The unit selection problem aims to identify objects, called units, that are most likely to exhibit a desired mode of behavior when subjected to stimuli (e.g., customers who are about to churn but would change their mind if encouraged). Unit selection with counterfactual objective functions was introduced relatively recently with existing work focusing on bounding a specific class of objective functions, called the benefit functions, based on observational and interventional data -- assuming a fully specified model is not available to evaluate these functions. We complement this line of work by proposing the first exact algorithm for finding optimal units given a broad class of causal objective functions and a fully specified structural causal model (SCM). We show that unit selection under this class of objective functions is $\text{NP}^\text{PP}$-complete but is $\text{NP}$-complete when unit variables correspond to all exogenous variables in the SCM. We also provide treewidth-based complexity bounds on our proposed algorithm while relating it to a well-known algorithm for Maximum a Posteriori (MAP) inference.

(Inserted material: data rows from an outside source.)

use axum::{
    extract::{rejection::JsonRejection, State},
    http::{header, HeaderValue, StatusCode},
    response::{IntoResponse, Response},
    routing::{get, post, MethodRouter},
    Json, Router,
};
use tower_http::cors::{Any, CorsLayer};
use serde::{Deserialize, Serialize};
use serde_json::{json, Value};
use std::path::PathBuf;
use std::sync::Arc;
use anyhow::{anyhow, Context, Result};
use chrono_tz::Tz;
use log::{debug, error, info};
use tokio::net::TcpListener;

use crate::admin_stats::{load_report, StatsReport};
use crate::config::Settings;
use crate::google::{GoogleDocs, GoogleSheets, ServiceAccountAuth};
use crate::guest_lookup::{lookup, MatchCandidate};
use crate::hero_images::list_hero_images;
use crate::notify::{Mailer, Notifier, SmtpMailer};
use crate::roster::{normalize_name, RosterCache};
use crate::rsvp::RsvpService;
use crate::store::SheetStore;

/// Where the admin dashboard reads its response log from.
pub struct StatsSource {
    pub spreadsheet_configured: bool,
    pub range: String,
    pub sheet_url: Option<String>,
}

// API state shared across handlers
pub struct ApiState {
    pub roster: Arc<RosterCache>,
    pub rsvp: RsvpService,
    pub sheets: Arc<dyn SheetStore>,
    pub stats: StatsSource,
    pub hero_images_dir: PathBuf,
    pub timezone: Tz,
}

/// Standard API error response
#[derive(Serialize)]
pub struct ErrorResponse {
    pub error: String,
}

pub struct ApiError {
    status: StatusCode,
    message: String,
}

impl ApiError {
    fn new(status: StatusCode, message: impl Into<String>) -> Self {
        Self {
            status,
            message: message.into(),
        }
    }
}

impl IntoResponse for ApiError {
    fn into_response(self) -> Response {
        (self.status, Json(ErrorResponse { error: self.message })).into_response()
    }
}

#[derive(Debug, Deserialize)]
pub struct LookupRequest {
    #[serde(default)]
    pub name: Option<String>,
}

#[derive(Serialize)]
pub struct LookupResponse {
    pub matches: Vec<MatchCandidate>,
}

#[derive(Serialize)]
#[serde(rename_all = "camelCase")]
pub struct RsvpResponseBody {
    pub ok: bool,
    pub mode: &'static str,
    pub updated: usize,
    pub not_found: Vec<String>,
}

#[derive(Serialize)]
pub struct HeroImagesResponse {
    pub images: Vec<String>,
}

// Health check endpoint
async fn health_check() -> &'static str {
    "Wedding RSVP API is running"
}

async fn guest_lookup_handler(
    State(state): State<Arc<ApiState>>,
    payload: Result<Json<LookupRequest>, JsonRejection>,
) -> Result<Json<LookupResponse>, ApiError> {
    let query = payload
        .ok()
        .and_then(|Json(request)| request.name)
        .filter(|name| !normalize_name(name).is_empty())
        .ok_or_else(|| ApiError::new(StatusCode::BAD_REQUEST, "Name is required"))?;

    let roster = Arc::clone(&state.roster);
    let guests = tokio::task::spawn_blocking(move || roster.guests())
        .await
        .map_err(|e| {
            error!("Guest lookup failed: {}", e);
            ApiError::new(StatusCode::INTERNAL_SERVER_ERROR, "Lookup failed")
        })?;

    let matches = lookup(&guests, &query);
    debug!("Guest lookup for '{}' returned {} matches", query, matches.len());
    Ok(Json(LookupResponse { matches }))
}

async fn rsvp_handler(
    State(state): State<Arc<ApiState>>,
    payload: Result<Json<Value>, JsonRejection>,
) -> Result<Json<RsvpResponseBody>, ApiError> {
    let Json(payload) = payload.map_err(|e| ApiError::new(StatusCode::BAD_REQUEST, e.body_text()))?;

    match state.rsvp.submit(&payload).await {
        Ok(outcome) => Ok(Json(RsvpResponseBody {
            ok: true,
            mode: "update",
            updated: outcome.updated,
            not_found: outcome.not_found,
        })),
        Err(e) => {
            let status = e.status_code();
            let message = if status == StatusCode::BAD_REQUEST {
                e.root().to_string()
            } else {
                "Failed to save RSVP".to_string()
            };
            Err(ApiError::new(status, message))
        }
    }
}

async fn admin_stats_handler(State(state): State<Arc<ApiState>>) -> Response {
    if !state.stats.spreadsheet_configured {
        return ApiError::new(StatusCode::INTERNAL_SERVER_ERROR, "Missing spreadsheet ID").into_response();
    }

    match load_report(
        state.sheets.as_ref(),
        &state.stats.range,
        state.stats.sheet_url.clone(),
        state.timezone,
    )
    .await
    {
        Ok(report) => Json(report).into_response(),
        Err(e) => {
            error!("Admin stats failed: {}", e);
            let empty = StatsReport::default();
            (
                StatusCode::INTERNAL_SERVER_ERROR,
                Json(json!({
                    "error": e.root().to_string(),
                    "stats": empty.stats,
                    "recent": empty.recent,
                })),
            )
                .into_response()
        }
    }
}

async fn hero_images_handler(State(state): State<Arc<ApiState>>) -> Result<Json<HeroImagesResponse>, ApiError> {
    let dir = state.hero_images_dir.clone();
    let listed = tokio::task::spawn_blocking(move || list_hero_images(&dir))
        .await
        .map_err(anyhow::Error::from)
        .and_then(|result| result);

    match listed {
        Ok(images) => Ok(Json(HeroImagesResponse { images })),
        Err(e) => {
            error!("Failed to read hero images: {}", e);
            Err(ApiError::new(StatusCode::INTERNAL_SERVER_ERROR, "Failed to read images"))
        }
    }
}

/// Wrong verbs get a JSON body alongside the `Allow` header.
fn only(route: MethodRouter<Arc<ApiState>>, allow: &'static str) -> MethodRouter<Arc<ApiState>> {
    route.fallback(move || async move {
        let mut response = ApiError::new(StatusCode::METHOD_NOT_ALLOWED, "Method Not Allowed").into_response();
        response
            .headers_mut()
            .insert(header::ALLOW, HeaderValue::from_static(allow));
        response
    })
}

/// Build the router around already-constructed state.
pub fn build_router(state: Arc<ApiState>) -> Router {
    // Configure CORS
    let cors = CorsLayer::new()
        .allow_origin(Any)
        .allow_methods(Any)
        .allow_headers(Any);

    Router::new()
        .route("/health", get(health_check))
        .route("/api/guest-lookup", only(post(guest_lookup_handler), "POST"))
        .route("/api/rsvp", only(post(rsvp_handler), "POST"))
        .route("/api/admin-stats", only(get(admin_stats_handler), "GET"))
        .route("/api/hero-images", only(get(hero_images_handler), "GET"))
        .layer(cors)
        .with_state(state)
}

/// Wire the Google clients, mailer and roster cache from settings.
pub fn build_state(settings: &Settings) -> Result<ApiState> {
    let client = reqwest::Client::builder()
        .timeout(settings.http_timeout)
        .build()
        .context("Failed to build HTTP client")?;

    let auth = Arc::new(ServiceAccountAuth::new(client.clone(), settings.credentials.as_ref())?);
    if !auth.is_configured() {
        info!("Google credentials not configured; RSVP writes and admin stats will fail");
    }

    let sheets: Arc<dyn SheetStore> = Arc::new(GoogleSheets::new(
        client.clone(),
        Arc::clone(&auth),
        settings.sheet.spreadsheet_id.clone(),
    ));

    let notifier = match &settings.smtp {
        Some(smtp) => {
            let mailer: Arc<dyn Mailer> = Arc::new(SmtpMailer::new(smtp, settings.http_timeout)?);
            Notifier::new(Some(mailer), smtp.from.clone(), smtp.notify_to.clone())
        }
        None => {
            info!("SMTP not configured; notification emails disabled");
            Notifier::disabled()
        }
    };

    let mut rsvp = RsvpService::new(Arc::clone(&sheets), settings.sheet.tab.clone(), settings.sheet.update.clone())
        .with_notifier(notifier)
        .with_timezone(settings.timezone);
    if let Some(document_id) = &settings.document_id {
        rsvp = rsvp.with_document_log(Arc::new(GoogleDocs::new(client, auth, document_id.clone())));
    }

    Ok(ApiState {
        roster: Arc::new(RosterCache::new(settings.roster.clone())),
        rsvp,
        sheets,
        stats: StatsSource {
            spreadsheet_configured: settings.sheet.spreadsheet_id.is_some(),
            range: settings.sheet.range.clone(),
            sheet_url: settings.sheet.responses_sheet_url.clone(),
        },
        hero_images_dir: settings.hero_images_dir.clone(),
        timezone: settings.timezone,
    })
}

pub async fn start_api_server(settings: Settings) -> Result<()> {
    let state = Arc::new(build_state(&settings)?);
    let app = build_router(state);

    let addr = settings.bind_addr;
    info!("API server starting on http://{}", addr);

    // Create a TcpListener first, then pass it to serve
    let listener = TcpListener::bind(addr)
        .await
        .map_err(|e| anyhow!("Failed to bind to address: {}", e))?;

    info!("API server successfully bound to {}. Waiting for connections...", addr);

    axum::serve(listener, app)
        .await
        .map_err(|e| anyhow!("Failed to start API server: {}", e))?;

    Ok(())
}
//! RSVP submissions and their reconciliation into the guest-list sheet.

mod reconcile;
mod service;

pub use reconcile::*;
pub use service::*;

use crate::config::UpdateModeSettings;
use crate::error::{RsvpError, RsvpResult};
use crate::store::quote_tab;
use once_cell::sync::Lazy;
use regex::Regex;
use serde::{Deserialize, Deserializer, Serialize};
use std::fmt;

static ANCHOR_RE: Lazy<Regex> = Lazy::new(|| Regex::new(r"^([A-Za-z]+)(\d+)$").expect("static regex"));
static COLUMN_RE: Lazy<Regex> = Lazy::new(|| Regex::new(r"^[A-Za-z]+$").expect("static regex"));

pub const APPEND_MODE_DISABLED: &str = "Append mode disabled. Configure GOOGLE_SHEETS_NAME_ANCHOR, GOOGLE_SHEETS_ATTENDING_COL, and GOOGLE_SHEETS_DIETARY_COL to update existing rows.";

#[derive(Debug, Clone, Copy, PartialEq, Eq, Serialize, Deserialize)]
pub enum Attendance {
    #[serde(alias = "yes")]
    Yes,
    #[serde(alias = "no")]
    No,
}

impl fmt::Display for Attendance {
    fn fmt(&self, f: &mut fmt::Formatter<'_>) -> fmt::Result {
        match self {
            Attendance::Yes => f.write_str("Yes"),
            Attendance::No => f.write_str("No"),
        }
    }
}

fn null_as_empty<'de, D>(deserializer: D) -> Result<String, D::Error>
where
    D: Deserializer<'de>,
{
    Ok(Option::<String>::deserialize(deserializer)?.unwrap_or_default())
}

/// One guest's answer.
#[derive(Debug, Clone, PartialEq, Eq, Serialize, Deserialize)]
#[serde(rename_all = "PascalCase")]
pub struct RsvpResponse {
    pub name: String,
    pub attending: Attendance,
    #[serde(default, deserialize_with = "null_as_empty")]
    pub dietary_restrictions: String,
    #[serde(default, deserialize_with = "null_as_empty")]
    pub staying: String,
    #[serde(default, skip_serializing_if = "Option::is_none")]
    pub plus_one_name: Option<String>,
}

/// Request body of the RSVP endpoint: either a single guest's fields at the
/// top level or a `responses` array for a whole party.
#[derive(Debug, Default, Deserialize)]
#[serde(rename_all = "PascalCase")]
pub struct RsvpSubmission {
    #[serde(rename = "responses", default)]
    pub responses: Option<Vec<RsvpResponse>>,
    pub name: Option<String>,
    pub email: Option<String>,
    pub attending: Option<Attendance>,
    pub dietary_restrictions: Option<String>,
    pub plus_one_name: Option<String>,
    pub staying: Option<String>,
    pub contact_email: Option<String>,
}

fn non_blank(value: Option<&String>) -> Option<&str> {
    value.map(|v| v.trim()).filter(|v| !v.is_empty())
}

impl RsvpSubmission {
    pub fn is_party(&self) -> bool {
        self.responses.as_ref().is_some_and(|list| !list.is_empty())
    }

    /// Flatten either shape into a list of responses.
    pub fn responses(&self) -> RsvpResult<Vec<RsvpResponse>> {
        if let Some(list) = self.responses.as_ref().filter(|list| !list.is_empty()) {
            return Ok(list.clone());
        }

        let name = non_blank(self.name.as_ref())
            .ok_or_else(|| RsvpError::InvalidRequest("No RSVP responses supplied".to_string()))?;
        let attending = self
            .attending
            .ok_or_else(|| RsvpError::InvalidRequest("Attending is required".to_string()))?;

        Ok(vec![RsvpResponse {
            name: name.to_string(),
            attending,
            dietary_restrictions: self.dietary_restrictions.clone().unwrap_or_default(),
            staying: self.staying.clone().unwrap_or_default(),
            plus_one_name: non_blank(self.plus_one_name.as_ref()).map(str::to_string),
        }])
    }

    /// Where the guest confirmation goes.
    pub fn contact_email(&self) -> Option<&str> {
        non_blank(self.contact_email.as_ref())
    }

    /// Address recorded alongside the RSVP in the document log.
    pub fn reply_email(&self) -> Option<&str> {
        non_blank(self.email.as_ref()).or_else(|| self.contact_email())
    }
}

/// Where RSVP fields are written in the guest-list tab.
#[derive(Debug, Clone, PartialEq, Eq)]
pub struct UpdateTarget {
    pub tab: String,
    pub name_col: String,
    pub header_row: usize,
    pub attending_col: String,
    pub dietary_col: String,
    pub staying_col: Option<String>,
}

fn column(key: &str, raw: &str) -> RsvpResult<String> {
    let raw = raw.trim();
    if COLUMN_RE.is_match(raw) {
        Ok(raw.to_uppercase())
    } else {
        Err(RsvpError::configuration(format!("Invalid {}: {}", key, raw)))
    }
}

impl UpdateTarget {
    /// Validate update-mode settings. There is no append fallback, so missing
    /// settings are a configuration error.
    pub fn from_settings(tab: &str, settings: &UpdateModeSettings) -> RsvpResult<Self> {
        let (Some(anchor), Some(attending), Some(dietary)) = (
            settings.name_anchor.as_deref(),
            settings.attending_col.as_deref(),
            settings.dietary_col.as_deref(),
        ) else {
            return Err(RsvpError::configuration(APPEND_MODE_DISABLED));
        };

        let invalid_anchor = || RsvpError::configuration(format!("Invalid GOOGLE_SHEETS_NAME_ANCHOR: {}", anchor));
        let caps = ANCHOR_RE.captures(anchor.trim()).ok_or_else(invalid_anchor)?;
        let header_row: usize = caps[2].parse().map_err(|_| invalid_anchor())?;
        if header_row == 0 {
            return Err(invalid_anchor());
        }

        Ok(UpdateTarget {
            tab: tab.to_string(),
            name_col: caps[1].to_uppercase(),
            header_row,
            attending_col: column("GOOGLE_SHEETS_ATTENDING_COL", attending)?,
            dietary_col: column("GOOGLE_SHEETS_DIETARY_COL", dietary)?,
            staying_col: settings
                .staying_col
                .as_deref()
                .map(|raw| column("GOOGLE_SHEETS_STAYING_COL", raw))
                .transpose()?,
        })
    }

    pub fn first_data_row(&self) -> usize {
        self.header_row + 1
    }

    /// The open-ended name column range below the header, e.g. `'Guest List'!C6:C`.
    pub fn name_range(&self) -> String {
        format!(
            "{}!{}{}:{}",
            quote_tab(&self.tab),
            self.name_col,
            self.first_data_row(),
            self.name_col
        )
    }
}
use anyhow::Result;
use log::{info, warn};
use wedding_rsvp::{api_server, env_manager, init_logger, Settings};

#[tokio::main]
async fn main() -> Result<()> {
    init_logger();
    env_manager::load_env_file();

    info!("Starting wedding RSVP API server");
    env_manager::print_env_status();
    if !env_manager::check_env_vars() {
        warn!("Some required environment variables are missing; RSVP saving will be unavailable");
    }

    let settings = Settings::from_env()?;
    api_server::start_api_server(settings).await
}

翻译：单元选择问题旨在识别对象（称为单元），这些对象在受到刺激时最可能表现出期望的行为模式（例如，即将流失但若被鼓励则会改变主意的客户）。基于反事实目标函数的单元选择方法近年来被提出，现有工作主要关注如何利用观察数据和干预数据来约束一类特定目标函数（称为效益函数），前提是不具备完全指定的模型来评估这些函数。我们通过提出首个精确算法来补充这一研究方向，该算法针对广泛类别的因果目标函数及完全指定的结构因果模型（SCM），寻找最优单元。我们发现，在此类目标函数下的单元选择问题是$\text{NP}^\text{PP}$-完全问题，但当单元变量对应SCM中所有外生变量时，该问题为NP-完全问题。我们还在算法复杂度上给出了基于树宽的上界，并将其与著名的最大后验（MAP）推理算法相关联。